Please take the entries below from the first line through the line containing "use crate::cache::CacheStats;" and repeat them exactly, leaving out everything after.
──────── PROVIDED RECORDS ────────
//! Cache Store Module
//!
//! Main cache engine: HashMap storage of wrapped entries, statistics
//! bookkeeping, lazy expiration and the size heuristic. The store is purely
//! synchronous; notifications it produces are queued in an outbox that the
//! owner drains and publishes once the store is no longer borrowed.

use std::collections::HashMap;

use tracing::{trace, warn};

use crate::cache::entry::{current_timestamp_ms, expiry_for, CacheEntry};
use crate::cache::key::{AsKey, BatchEntry, Key, KeyList};
use crate::cache::CacheStats;
use crate::clone::deep_clone;
use crate::config::Config;
use crate::error::{CacheError, Result};
use crate::events::CacheEvent;
use crate::value::{to_json_string, Value};

/// Size estimate for numbers and booleans.
const PRIMITIVE_VALUE_SIZE: i64 = 8;

// == Cache Store ==
/// Main cache storage with TTL support.
#[derive(Debug)]
pub struct CacheStore {
    /// Key-value storage, keyed by the textual form of the key
    entries: HashMap<String, CacheEntry>,
    /// Running statistics
    stats: CacheStats,
    /// Per-instance options
    config: Config,
    /// Notifications not yet published
    outbox: Vec<CacheEvent>,
}

impl CacheStore {
    // == Constructor ==
    /// Creates a new, empty CacheStore.
    pub fn new(config: Config) -> Self {
        Self {
            entries: HashMap::new(),
            stats: CacheStats::new(),
            config,
            outbox: Vec::new(),
        }
    }

    pub fn config(&self) -> &Config {
        &self.config
    }

    // == Set ==
    /// Stores a value under `key`.
    ///
    /// The capacity check runs first and applies to updates as well. Without
    /// an explicit `ttl` the configured default is used; `Some(0.0)` never
    /// expires.
    ///
    /// # Errors
    /// - `ECACHEFULL` if `max_keys` is reached
    /// - `EKEYTYPE` for an invalid key
    /// - `ESERIALIZE` if forced-string storage meets a cyclic value
    pub fn set<K: AsKey>(&mut self, key: K, value: Value, ttl: Option<f64>) -> Result<bool> {
        self.check_capacity(1)?;
        let value = self.coerce(value)?;
        let ttl = ttl.unwrap_or(self.config.std_ttl);
        let key = key.to_key()?;
        self.insert(key, value, ttl);
        Ok(true)
    }

    // == Multi Set ==
    /// Stores a batch of entries. Every key and TTL is validated before the
    /// first write.
    ///
    /// The capacity check compares the current key count plus the batch
    /// length against `max_keys`, whether or not batch keys already exist.
    pub fn mset(&mut self, batch: &[BatchEntry]) -> Result<bool> {
        let incoming = i64::try_from(batch.len()).unwrap_or(i64::MAX);
        if self.config.max_keys > -1 && self.stats.keys.saturating_add(incoming) >= self.config.max_keys {
            warn!(max_keys = self.config.max_keys, batch = batch.len(), "Cache full, rejecting batch");
            return Err(CacheError::CacheFull);
        }

        let mut prepared = Vec::with_capacity(batch.len());
        for entry in batch {
            let ttl = entry.resolved_ttl()?;
            let key = entry.key.to_key()?;
            prepared.push((key, ttl));
        }
        let mut values = Vec::with_capacity(batch.len());
        for entry in batch {
            values.push(self.coerce(entry.val.clone())?);
        }

        for ((key, ttl), value) in prepared.into_iter().zip(values) {
            let ttl = ttl.unwrap_or(self.config.std_ttl);
            self.insert(key, value, ttl);
        }
        Ok(true)
    }

    fn insert(&mut self, key: Key, value: Value, ttl: f64) {
        let storage_key = key.storage_key();
        let value_size = self.value_size(&value);
        let entry = CacheEntry::new(self.isolate(&value), ttl);

        match self.entries.insert(storage_key.clone(), entry) {
            Some(previous) => {
                let previous_size = self.value_size(&previous.value);
                self.stats.adjust_value_size(previous_size, value_size);
            }
            None => {
                self.stats.record_insert(text_size(&storage_key));
                self.stats.adjust_value_size(0, value_size);
            }
        }

        self.outbox.push(CacheEvent::Set {
            key: storage_key,
            value,
        });
    }

    // == Get ==
    /// Retrieves a value by key.
    ///
    /// Returns a copy of the value if it is live (a shared reference when
    /// cloning is disabled), `None` otherwise. Counts a hit or a miss.
    pub fn get<K: AsKey>(&mut self, key: K) -> Result<Option<Value>> {
        let storage_key = key.to_key()?.storage_key();
        Ok(self.lookup(&storage_key))
    }

    fn lookup(&mut self, storage_key: &str) -> Option<Value> {
        if self.is_live(storage_key) {
            self.stats.record_hit();
            self.entries
                .get(storage_key)
                .map(|entry| unwrap_stored(self.config.use_clones, &entry.value))
        } else {
            self.stats.record_miss();
            None
        }
    }

    // == Multi Get ==
    /// Retrieves several keys. Keys that miss are absent from the result.
    pub fn mget<L: KeyList>(&mut self, keys: L) -> Result<HashMap<String, Value>> {
        let keys = keys.to_keys()?;
        let mut found = HashMap::new();
        for key in keys {
            let storage_key = key.storage_key();
            if let Some(value) = self.lookup(&storage_key) {
                found.insert(storage_key, value);
            }
        }
        Ok(found)
    }

    // == Delete ==
    /// Removes an entry by key. Returns the number of entries removed.
    pub fn del<K: AsKey>(&mut self, key: K) -> Result<usize> {
        let storage_key = key.to_key()?.storage_key();
        Ok(usize::from(self.remove(&storage_key)))
    }

    /// Removes several entries. All keys are validated first; absent keys are skipped.
    pub fn del_many<L: KeyList>(&mut self, keys: L) -> Result<usize> {
        let keys = keys.to_keys()?;
        Ok(keys
            .iter()
            .filter(|key| self.remove(&key.storage_key()))
            .count())
    }

    fn remove(&mut self, storage_key: &str) -> bool {
        let Some(entry) = self.entries.remove(storage_key) else {
            return false;
        };
        let value_size = self.value_size(&entry.value);
        self.stats.record_remove(text_size(storage_key), value_size);
        self.outbox.push(CacheEvent::Del {
            key: storage_key.to_string(),
            value: entry.value,
        });
        true
    }

    // == Take ==
    /// Gets a live value and deletes it in the same step.
    pub fn take<K: AsKey>(&mut self, key: K) -> Result<Option<Value>> {
        let storage_key = key.to_key()?.storage_key();
        let value = self.lookup(&storage_key);
        if value.is_some() {
            self.remove(&storage_key);
        }
        Ok(value)
    }

    // == Has ==
    /// Liveness check without hit/miss accounting. Invalid keys are never present.
    pub fn has<K: AsKey>(&mut self, key: K) -> bool {
        match key.to_key() {
            Ok(key) => self.is_live(&key.storage_key()),
            Err(_) => false,
        }
    }

    // == TTL ==
    /// Reassigns the TTL of a live key without touching its value.
    ///
    /// A missing or zero `ttl` falls back to the configured default. A
    /// negative TTL deletes the key. Returns `false` for falsy, absent or
    /// expired keys.
    pub fn ttl<K: AsKey>(&mut self, key: K, ttl: Option<f64>) -> Result<bool> {
        let ttl = match ttl {
            Some(ttl) if ttl != 0.0 && !ttl.is_nan() => ttl,
            _ => self.config.std_ttl,
        };
        if key.is_falsy() {
            return Ok(false);
        }
        let storage_key = key.to_key()?.storage_key();
        if !self.is_live(&storage_key) {
            return Ok(false);
        }

        if ttl >= 0.0 {
            if let Some(entry) = self.entries.get_mut(&storage_key) {
                entry.expires_at = expiry_for(ttl, current_timestamp_ms());
            }
        } else {
            self.remove(&storage_key);
        }
        Ok(true)
    }

    // == Get TTL ==
    /// Absolute expiry (Unix milliseconds, `0` = never) of a live key.
    pub fn get_ttl<K: AsKey>(&mut self, key: K) -> Result<Option<i64>> {
        if key.is_falsy() {
            return Ok(None);
        }
        let storage_key = key.to_key()?.storage_key();
        if !self.is_live(&storage_key) {
            return Ok(None);
        }
        Ok(self.entries.get(&storage_key).map(|entry| entry.expires_at))
    }

    // == Keys ==
    /// Every stored key, live or not.
    pub fn keys(&self) -> Vec<String> {
        self.entries.keys().cloned().collect()
    }

    // == Stats ==
    /// Returns current cache statistics.
    pub fn stats(&self) -> CacheStats {
        self.stats.clone()
    }

    // == Flush ==
    /// Removes every entry and resets the statistics.
    pub fn flush_all(&mut self) {
        self.entries.clear();
        self.stats.reset();
        self.outbox.push(CacheEvent::Flush);
    }

    /// Resets the statistics, keeping the entries.
    pub fn flush_stats(&mut self) {
        self.stats.reset();
        self.outbox.push(CacheEvent::FlushStats);
    }

    // == Expiration ==
    /// Runs the liveness check over every stored entry.
    ///
    /// Returns the number of entries found expired.
    pub fn check_expired(&mut self) -> usize {
        let keys = self.keys();
        keys.iter().filter(|key| !self.is_live(key)).count()
    }

    /// Liveness check.
    ///
    /// An entry past its expiry is not live: it is evicted when
    /// `delete_on_expire` is set, and an `expired` notification is queued
    /// either way.
    fn is_live(&mut self, storage_key: &str) -> bool {
        let Some(entry) = self.entries.get(storage_key) else {
            return false;
        };
        if !entry.is_expired_at(current_timestamp_ms()) {
            return true;
        }

        let stale = unwrap_stored(self.config.use_clones, &entry.value);
        if self.config.delete_on_expire {
            self.remove(storage_key);
        }
        trace!(key = storage_key, "Entry expired");
        self.outbox.push(CacheEvent::Expired {
            key: storage_key.to_string(),
            value: stale,
        });
        false
    }

    /// Drains the queued notifications.
    pub fn take_events(&mut self) -> Vec<CacheEvent> {
        std::mem::take(&mut self.outbox)
    }

    // == Length ==
    /// Returns the current number of stored entries.
    pub fn len(&self) -> usize {
        self.entries.len()
    }

    pub fn is_empty(&self) -> bool {
        self.entries.is_empty()
    }

    // == Size Heuristic ==
    /// Approximate cost of a value, by first matching rule:
    /// string length; JSON text length under forced-string storage;
    /// per-element cost for arrays; 8 for numbers and booleans; a fixed cost
    /// for deferred values; byte length for buffers; per-key cost for
    /// objects; 0 otherwise.
    pub fn value_size(&self, value: &Value) -> i64 {
        let config = &self.config;
        match value {
            Value::String(s) => text_size(s),
            _ if config.force_string => to_json_string(value)
                .ok()
                .flatten()
                .map(|text| text_size(&text))
                .unwrap_or(0),
            Value::Array(items) => config.array_value_size * items.read().len() as i64,
            Value::Number(_) | Value::Bool(_) => PRIMITIVE_VALUE_SIZE,
            Value::Deferred(_) => config.promise_value_size,
            Value::Bytes(bytes) => bytes.read().len() as i64,
            Value::Object(object) | Value::Error(object) => {
                config.object_value_size * object.read().keys().len() as i64
            }
            _ => 0,
        }
    }

    fn check_capacity(&self, incoming: i64) -> Result<()> {
        let max_keys = self.config.max_keys;
        if max_keys > -1 && self.stats.keys + incoming > max_keys {
            warn!(max_keys, "Cache full, rejecting set");
            return Err(CacheError::CacheFull);
        }
        Ok(())
    }

    fn coerce(&self, value: Value) -> Result<Value> {
        if !self.config.force_string || matches!(value, Value::String(_)) {
            return Ok(value);
        }
        Ok(match to_json_string(&value)? {
            Some(text) => Value::String(text),
            None => value,
        })
    }

    fn isolate(&self, value: &Value) -> Value {
        isolate(self.config.use_clones, value)
    }
}

fn isolate(use_clones: bool, value: &Value) -> Value {
    if use_clones {
        deep_clone(value)
    } else {
        value.clone()
    }
}

/// Outbound copy of a stored value; a stored `undefined` reads back as `null`.
fn unwrap_stored(use_clones: bool, value: &Value) -> Value {
    match value {
        Value::Undefined | Value::Null => Value::Null,
        _ => isolate(use_clones, value),
    }
}

fn text_size(text: &str) -> i64 {
    text.chars().count() as i64
}
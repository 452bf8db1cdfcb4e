//! Value Module
//!
//! The dynamic value model stored in the cache. Containers are shared and
//! mutable behind `Arc<RwLock<..>>`, so a value graph can alias and cycle the
//! way caller-held data does; [`crate::clone`] produces independent copies.
//!
//! `Value::clone()` is a reference copy. Use [`crate::clone::deep_clone`] for
//! a structural copy.

mod deferred;
mod function;
mod json;
mod object;
mod regexp;

use std::collections::HashSet;
use std::fmt;
use std::sync::Arc;

use chrono::{DateTime, SecondsFormat, TimeZone, Utc};
use parking_lot::RwLock;

use crate::error::ValueError;

pub use deferred::{Deferred, Outcome};
pub use function::Function;
pub use json::{to_json, to_json_string};
pub use object::{MapValue, Object, Property, PropertyKey, SetValue, Slot, Symbol};
pub use regexp::RegExp;

/// Shared mutable cell used by every container variant.
pub type Shared<T> = Arc<RwLock<T>>;

pub(crate) fn share<T>(inner: T) -> Shared<T> {
    Arc::new(RwLock::new(inner))
}

fn address<T>(shared: &Shared<T>) -> usize {
    Arc::as_ptr(shared) as *const () as usize
}

// == Value ==
/// A dynamically shaped value.
#[derive(Clone)]
pub enum Value {
    Undefined,
    Null,
    Bool(bool),
    Number(f64),
    String(String),
    /// Ordered sequence
    Array(Shared<Vec<Value>>),
    /// Associative container
    Map(Shared<MapValue>),
    /// Unique-element container
    Set(Shared<SetValue>),
    /// Plain structured object
    Object(Shared<Object>),
    /// Error-like object; `name` and `message` are non-enumerable own properties
    Error(Shared<Object>),
    /// Calendar timestamp (immutable instant)
    Date(DateTime<Utc>),
    RegExp(Shared<RegExp>),
    /// Raw byte buffer
    Bytes(Shared<Vec<u8>>),
    Deferred(Deferred),
    Function(Function),
}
────────
• **RESPONSE FOR THIS EXERCISE**
//! Cache Store Module
//!
//! Main cache engine: HashMap storage of wrapped entries, statistics
//! bookkeeping, lazy expiration and the size heuristic. The store is purely
//! synchronous; notifications it produces are queued in an outbox that the
//! owner drains and publishes once the store is no longer borrowed.

use std::collections::HashMap;

use tracing::{trace, warn};

use crate::cache::entry::{current_timestamp_ms, expiry_for, CacheEntry};
use crate::cache::key::{AsKey, BatchEntry, Key, KeyList};
use crate::cache::CacheStats;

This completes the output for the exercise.